La “cruz” dell’Ordine di San Faustin

“Definire San Faustin un colosso è dire poco – commentano ancora a Lugano – ha addirittura creato una sua Borsa privata, il suo Mercatino svizzero dove germogliano rigogliosi profitti, vengono scambiati giganteschi pacchetti azionari, il tutto nella più assoluta riservatezza, nella più totale privacy finanziaria”. Ad organizzare la Borsa privata nel paradiso elvetico ecco BSI, ossia Generali fino ad un anno fa. “Una Borsa – continua la descrizione dell’analista – molto particolare: apre per un breve periodo, in genere intorno alla metà di novembre, quando soci & amici vanno a sciare e si profitta per il rituale shopping azionario. E’ allora che si riunisce il club di San Faustin”. Massoneria bianca, o che? “Poco importa che l’attuale capo impero, Agostino Rocca, sia un membro di spicco nei salotti politico-finanziari come Trilateral, Bilderberg e Aspen: quel che conta sono gli affari, le maxi transazioni, i miliardi che girano. E l’odore di Potere, senza che nessuno osi metterci lontanamente il naso”.

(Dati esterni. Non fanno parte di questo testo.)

/// Backend call settings.
#[derive(Debug, Clone, PartialEq, Eq, Serialize, Deserialize)]
pub struct GatewaySettings {
    /// Per-request timeout in milliseconds.
    #[serde(default = "default_timeout_ms")]
    pub timeout_ms: u64,

    /// Upper bound on backend calls in flight; unbounded when unset.
    #[serde(default, skip_serializing_if = "Option::is_none")]
    pub max_concurrent_dispatches: Option<usize>,
}

impl Default for GatewaySettings {
    fn default() -> Self {
        Self {
            timeout_ms: default_timeout_ms(),
            max_concurrent_dispatches: None,
        }
    }
}

impl GatewaySettings {
    /// Request timeout.
    pub fn timeout(&self) -> Duration {
        Duration::from_millis(self.timeout_ms)
    }
}

fn default_timeout_ms() -> u64 {
    30000
}

// =============================================================================
// Retry
// =============================================================================

/// Reconnect backoff configuration.
#[derive(Debug, Clone, PartialEq, Serialize, Deserialize)]
pub struct RetrySettings {
    /// Delay after the first failed attempt in milliseconds.
    #[serde(default = "default_initial_delay_ms")]
    pub initial_delay_ms: u64,

    /// Maximum delay between attempts in milliseconds.
    #[serde(default = "default_max_delay_ms")]
    pub max_delay_ms: u64,

    /// Exponential backoff multiplier.
    #[serde(default = "default_backoff_multiplier")]
    pub backoff_multiplier: f64,
}

impl Default for RetrySettings {
    fn default() -> Self {
        Self {
            initial_delay_ms: default_initial_delay_ms(),
            max_delay_ms: default_max_delay_ms(),
            backoff_multiplier: default_backoff_multiplier(),
        }
    }
}

impl RetrySettings {
    /// Converts to core retry config.
    pub fn to_core_retry(&self) -> relay_core::RetryConfig {
        relay_core::RetryConfig {
            initial_delay: Duration::from_millis(self.initial_delay_ms),
            max_delay: Duration::from_millis(self.max_delay_ms),
            multiplier: self.backoff_multiplier,
        }
    }
}

fn default_initial_delay_ms() -> u64 {
    1000
}

fn default_max_delay_ms() -> u64 {
    300_000
}

fn default_backoff_multiplier() -> f64 {
    2.0
}

// =============================================================================
// Classifier
// =============================================================================

/// Message classification settings.
#[derive(Debug, Clone, PartialEq, Eq, Serialize, Deserialize)]
pub struct ClassifierSettings {
    /// Character that starts a command.
    #[serde(default = "default_command_prefix")]
    pub command_prefix: char,

    /// Senders whose lines are never acted on.
    #[serde(default = "default_ignored_nicks")]
    pub ignored_nicks: Vec<String>,
}

impl Default for ClassifierSettings {
    fn default() -> Self {
        Self {
            command_prefix: default_command_prefix(),
            ignored_nicks: default_ignored_nicks(),
        }
    }
}

impl ClassifierSettings {
    /// Converts to classifier rules.
    pub fn to_rules(&self) -> ClassifierRules {
        ClassifierRules {
            command_prefix: self.command_prefix,
            ignored_nicks: self.ignored_nicks.clone(),
        }
    }
}

fn default_command_prefix() -> char {
    DEFAULT_COMMAND_PREFIX
}

fn default_ignored_nicks() -> Vec<String> {
    vec![DEFAULT_IGNORED_NICK.to_string()]
}

// =============================================================================
// Logging
// =============================================================================

/// Log level.
#[derive(Debug, Clone, Copy, Default, PartialEq, Eq, Serialize, Deserialize)]
#[serde(rename_all = "lowercase")]
pub enum LogLevel {
    /// Everything, including keepalive traffic.
    Trace,
    /// Dispatch and protocol detail.
    Debug,
    /// Connection lifecycle.
    #[default]
    Info,
    /// Recoverable failures.
    Warn,
    /// Failures only.
    Error,
}

impl LogLevel {
    /// Returns the level name.
    pub fn as_str(&self) -> &'static str {
        match self {
            Self::Trace => "trace",
            Self::Debug => "debug",
            Self::Info => "info",
            Self::Warn => "warn",
            Self::Error => "error",
        }
    }
}

impl std::fmt::Display for LogLevel {
    fn fmt(&self, f: &mut std::fmt::Formatter<'_>) -> std::fmt::Result {
        f.write_str(self.as_str())
    }
}

/// Log line format.
#[derive(Debug, Clone, Copy, Default, PartialEq, Eq, Serialize, Deserialize)]
#[serde(rename_all = "lowercase")]
pub enum LogFormat {
    /// Single-line, abbreviated.
    #[default]
    Compact,
    /// Single-line with all span context.
    Full,
    /// Multi-line, human oriented.
    Pretty,
    /// One JSON object per line (`json-log` feature).
    Json,
}

/// Where log lines go.
#[derive(Debug, Clone, Copy, Default, PartialEq, Eq, Serialize, Deserialize)]
#[serde(rename_all = "lowercase")]
pub enum LogOutput {
    /// Standard output.
    #[default]
    Stdout,
    /// Standard error.
    Stderr,
    /// A file; see [`LoggingConfig::file_path`].
    File,
}

/// Log file rotation period.
#[derive(Debug, Clone, Copy, Default, PartialEq, Eq, Serialize, Deserialize)]
#[serde(rename_all = "lowercase")]
pub enum LogRotation {
    /// One file forever.
    #[default]
    Never,
    /// New file every hour.
    Hourly,
    /// New file every day.
    Daily,
}

/// Which span lifecycle events are logged.
#[derive(Debug, Clone, Copy, Default, PartialEq, Eq, Serialize, Deserialize)]
pub struct SpanEventConfig {
    /// Span created.
    #[serde(default)]
    pub new: bool,
    /// Span entered.
    #[serde(default)]
    pub enter: bool,
    /// Span exited.
    #[serde(default)]
    pub exit: bool,
    /// Span closed.
    #[serde(default)]
    pub close: bool,
}

/// Logging configuration.
#[derive(Debug, Clone, Default, PartialEq, Eq, Serialize, Deserialize)]
pub struct LoggingConfig {
    /// Base level; `RUST_LOG` wins when set.
    #[serde(default)]
    pub level: LogLevel,

    /// Line format.
    #[serde(default)]
    pub format: LogFormat,

    /// Destination.
    #[serde(default)]
    pub output: LogOutput,

    /// Log file, required for file output.
    #[serde(default, skip_serializing_if = "Option::is_none")]
    pub file_path: Option<PathBuf>,

    /// File rotation.
    #[serde(default)]
    pub rotation: LogRotation,

    /// Include thread IDs.
    #[serde(default)]
    pub thread_ids: bool,

    /// Include source file and line.
    #[serde(default)]
    pub file_location: bool,

    /// Span lifecycle events.
    #[serde(default)]
    pub span_events: SpanEventConfig,

    /// Per-module levels, e.g. `relay_transport: trace`.
    #[serde(default)]
    pub filters: HashMap<String, LogLevel>,
}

Ma chi c’è dentro lo scrigno di San Faustin? Soprattutto una sfilza di sigle, in particolare trust e fiduciarie, come si conviene in casi del genere. Primeggia il tulipano di RP Stark, una Fondazione costituita in Olanda dai Rocca cinque anni fa. Seguono appaiate le tre sorelle elvetiche: BSI, appunto, la ginevrina HSBC e la luganese Edmond De Rothschild. Quindi un altro tris composto da Ubs Fiduciaria, Finnat Fiduciaria e Unione Fiduciaria. E’ la volta di Melior Trust e tanto per gradire Eos Servizi Finanziari. Non è certo finita: spuntano la “Blu Acquario Prima”, una spa riconducibile a Marco Drago, socio della storica editrice di atlanti geografici, la De Agostini; poi un’altra fondazione, la “San Giacomo Charitable”, che fa capo a nobili siculi, il principe Pietro Calvello di San Vincenzo e la baronessa Maria Zerilli Marimò Soncini, i cui nomi fanno capolino nelle carte dell’inchiesta per il falso rapimento di Michele Sindona e nel processo per mafia a Giulio Andreotti.

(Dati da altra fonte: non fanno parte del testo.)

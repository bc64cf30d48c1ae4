//! CTCP framing helpers.
//!
//! A CTCP query is a `PRIVMSG` whose text is wrapped in `\x01` delimiters:
//! `\x01VERSION\x01`, `\x01PING 1234\x01`. Replies use the same framing inside
//! a `NOTICE`.

/// CTCP delimiter byte.
pub const CTCP_DELIM: char = '\x01';

/// Splits a CTCP-framed text into its upper-cased verb and argument string.
///
/// Returns `None` when `text` is not CTCP-framed. A missing closing delimiter
/// is tolerated, as many clients omit it.
pub fn parse_ctcp(text: &str) -> Option<(String, &str)> {
    let inner = text.strip_prefix(CTCP_DELIM)?;
    let inner = inner.strip_suffix(CTCP_DELIM).unwrap_or(inner);
    let (verb, args) = inner.split_once(' ').unwrap_or((inner, ""));
    if verb.is_empty() {
        return None;
    }
    Some((verb.to_ascii_uppercase(), args))
}

/// Wraps a verb and optional arguments into CTCP framing.
pub fn ctcp_wrap(verb: &str, args: &str) -> String {
    if args.is_empty() {
        format!("{CTCP_DELIM}{verb}{CTCP_DELIM}")
    } else {
        format!("{CTCP_DELIM}{verb} {args}{CTCP_DELIM}")
    }
}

Questi e altri vip per far girare i danari con la pala, moltiplicando affari & profitti, nell’allegro “mercatino” novembrino di San Faustin: il fatturato societario è di circa 25 miliardi di dollari, quasi 400 milioni i dividenti “ufficiali” 2013. Sul ponte di comando, in qualità di chairman, l’onnipresente Gianfelice, affiancato dal cugino Roberto Bonatti, che occupa la poltrona di presidente, e dal fratello Paolo, suo vice. Geograficamente parlando, San Faustin nasce in Uruguay nel 1949, si trasferisce a Panama dove fissa il suo quartier generale per quasi quarant’anni, dal 1959 al 1990, quindi trasloca a Curacao fino al 2010 per passare quindi armi e bagagli in Lussemburgo. Un bel tour.

Su tutta l’intricata vicenda BSI hanno da mesi acceso i riflettori la magistratura elvetica (in particolare i pm di Lugano), gli inquirenti del Canton Ticino e la Finma, come

La Tenaris del gruppo Rocca

La Tenaris del gruppo Rocca

detto l’omologo della nostra (sempre dormiente) Consob. Alla Voce è pervenuto un dettagliato esposto-denuncia, inviato alle autorità inquirenti e con ogni probabilità redatto da un socio ‘dissidente’. In esso vengono ripercorse alcune tappe della San Faustin-Bsi story, gialli finanziari super milionari compresi. Eccone alcuni stralci.

“Una borsa privata, quella di San Faustin, che regola contratti da 100-150 milioni di dollari ogni anno in modo abusivo. Di fatto, uno dei difetti del Mercatino è proprio la sua totale opacità e l’uso improprio di informazioni privilegiate a finalità illecite grazie all’assenza di un organismo di vigilanza”.

“Il prezzo delle azioni San Faustin viene appositamente ‘corretto’ garantendo un beneficio ai compratori occulti che acquistano le azioni non dai soci, ma da fiduciari come la Dreieck e la banca Edmond de Rothschild di Lugano”.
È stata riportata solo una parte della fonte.